EXERCISE GOAL: Please write the following entries out once more, exactly.

ENTRIES PROVIDED:
○ ○ ○ ○

//! Application configuration: TOML file with environment fallbacks.
//!
//! A config file looks like:
//!
//! ```toml
//! database_url = "/var/lib/pantry/pantry.db"
//! user_id = "u-1"
//! # inventory_list_id = "inventory"   # optional, this is the default
//! ```
//!
//! When no file is given, [`load`] falls back to the `PANTRY_DATABASE_URL`
//! and `PANTRY_USER_ID` environment variables.

use anyhow::Context;
use serde::Deserialize;

use shared_utils::get_env_var;

use crate::models::INVENTORY_LIST_ID;

/// Environment variable consulted when no config file provides `database_url`.
pub const ENV_DATABASE_URL: &str = "PANTRY_DATABASE_URL";
/// Environment variable consulted when no config file provides `user_id`.
pub const ENV_USER_ID: &str = "PANTRY_USER_ID";

/// Resolved application configuration.
#[derive(Debug, Clone, Deserialize)]
#[serde(deny_unknown_fields)]
pub struct AppConfig {
    /// Path or URL of the SQLite database.
    pub database_url: String,
    /// User whose products and lists the commands operate on.
    pub user_id: String,
    /// Id of the reserved inventory list. Defaults to `"inventory"`.
    #[serde(default = "default_inventory_list_id")]
    pub inventory_list_id: String,
}

fn default_inventory_list_id() -> String {
    INVENTORY_LIST_ID.to_string()
}

/// Parse a configuration from a TOML string.
pub fn from_toml_str(toml_str: &str) -> anyhow::Result<AppConfig> {
    toml::from_str(toml_str).context("failed to parse config TOML")
}

/// Read and parse a configuration file from disk.
pub fn from_toml_path(path: impl AsRef<std::path::Path>) -> anyhow::Result<AppConfig> {
    let text = std::fs::read_to_string(path.as_ref())
        .with_context(|| format!("read config file {}", path.as_ref().display()))?;
    from_toml_str(&text)
}

/// Load configuration from `path` when given, otherwise from the
/// `PANTRY_DATABASE_URL` / `PANTRY_USER_ID` environment variables.
pub fn load(path: Option<&std::path::Path>) -> anyhow::Result<AppConfig> {
    match path {
        Some(p) => from_toml_path(p),
        None => Ok(AppConfig {
            database_url: get_env_var(ENV_DATABASE_URL)?,
            user_id: get_env_var(ENV_USER_ID)?,
            inventory_list_id: default_inventory_list_id(),
        }),
    }
}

○ ○ ○ ○

EXPECTED ANSWER:
//! Application configuration: TOML file with environment fallbacks.
//!
//! A config file looks like:
//!
//! ```toml
//! database_url = "/var/lib/pantry/pantry.db"
//! user_id = "u-1"
//! # inventory_list_id = "inventory"   # optional, this is the default
//! ```
//!
//! When no file is given, [`load`] falls back to the `PANTRY_DATABASE_URL`
//! and `PANTRY_USER_ID` environment variables.

use anyhow::Context;
use serde::Deserialize;

use shared_utils::get_env_var;

use crate::models::INVENTORY_LIST_ID;

/// Environment variable consulted when no config file provides `database_url`.
pub const ENV_DATABASE_URL: &str = "PANTRY_DATABASE_URL";
/// Environment variable consulted when no config file provides `user_id`.
pub const ENV_USER_ID: &str = "PANTRY_USER_ID";

/// Resolved application configuration.
#[derive(Debug, Clone, Deserialize)]
#[serde(deny_unknown_fields)]
pub struct AppConfig {
    /// Path or URL of the SQLite database.
    pub database_url: String,
    /// User whose products and lists the commands operate on.
    pub user_id: String,
    /// Id of the reserved inventory list. Defaults to `"inventory"`.
    #[serde(default = "default_inventory_list_id")]
    pub inventory_list_id: String,
}

fn default_inventory_list_id() -> String {
    INVENTORY_LIST_ID.to_string()
}

/// Parse a configuration from a TOML string.
pub fn from_toml_str(toml_str: &str) -> anyhow::Result<AppConfig> {
    toml::from_str(toml_str).context("failed to parse config TOML")
}

/// Read and parse a configuration file from disk.
pub fn from_toml_path(path: impl AsRef<std::path::Path>) -> anyhow::Result<AppConfig> {
    let text = std::fs::read_to_string(path.as_ref())
        .with_context(|| format!("read config file {}", path.as_ref().display()))?;
    from_toml_str(&text)
}

/// Load configuration from `path` when given, otherwise from the
/// `PANTRY_DATABASE_URL` / `PANTRY_USER_ID` environment variables.
pub fn load(path: Option<&std::path::Path>) -> anyhow::Result<AppConfig> {
    match path {
        Some(p) => from_toml_path(p),
        None => Ok(AppConfig {
            database_url: get_env_var(ENV_DATABASE_URL)?,
            user_id: get_env_var(ENV_USER_ID)?,
            inventory_list_id: default_inventory_list_id(),
        }),
    }
}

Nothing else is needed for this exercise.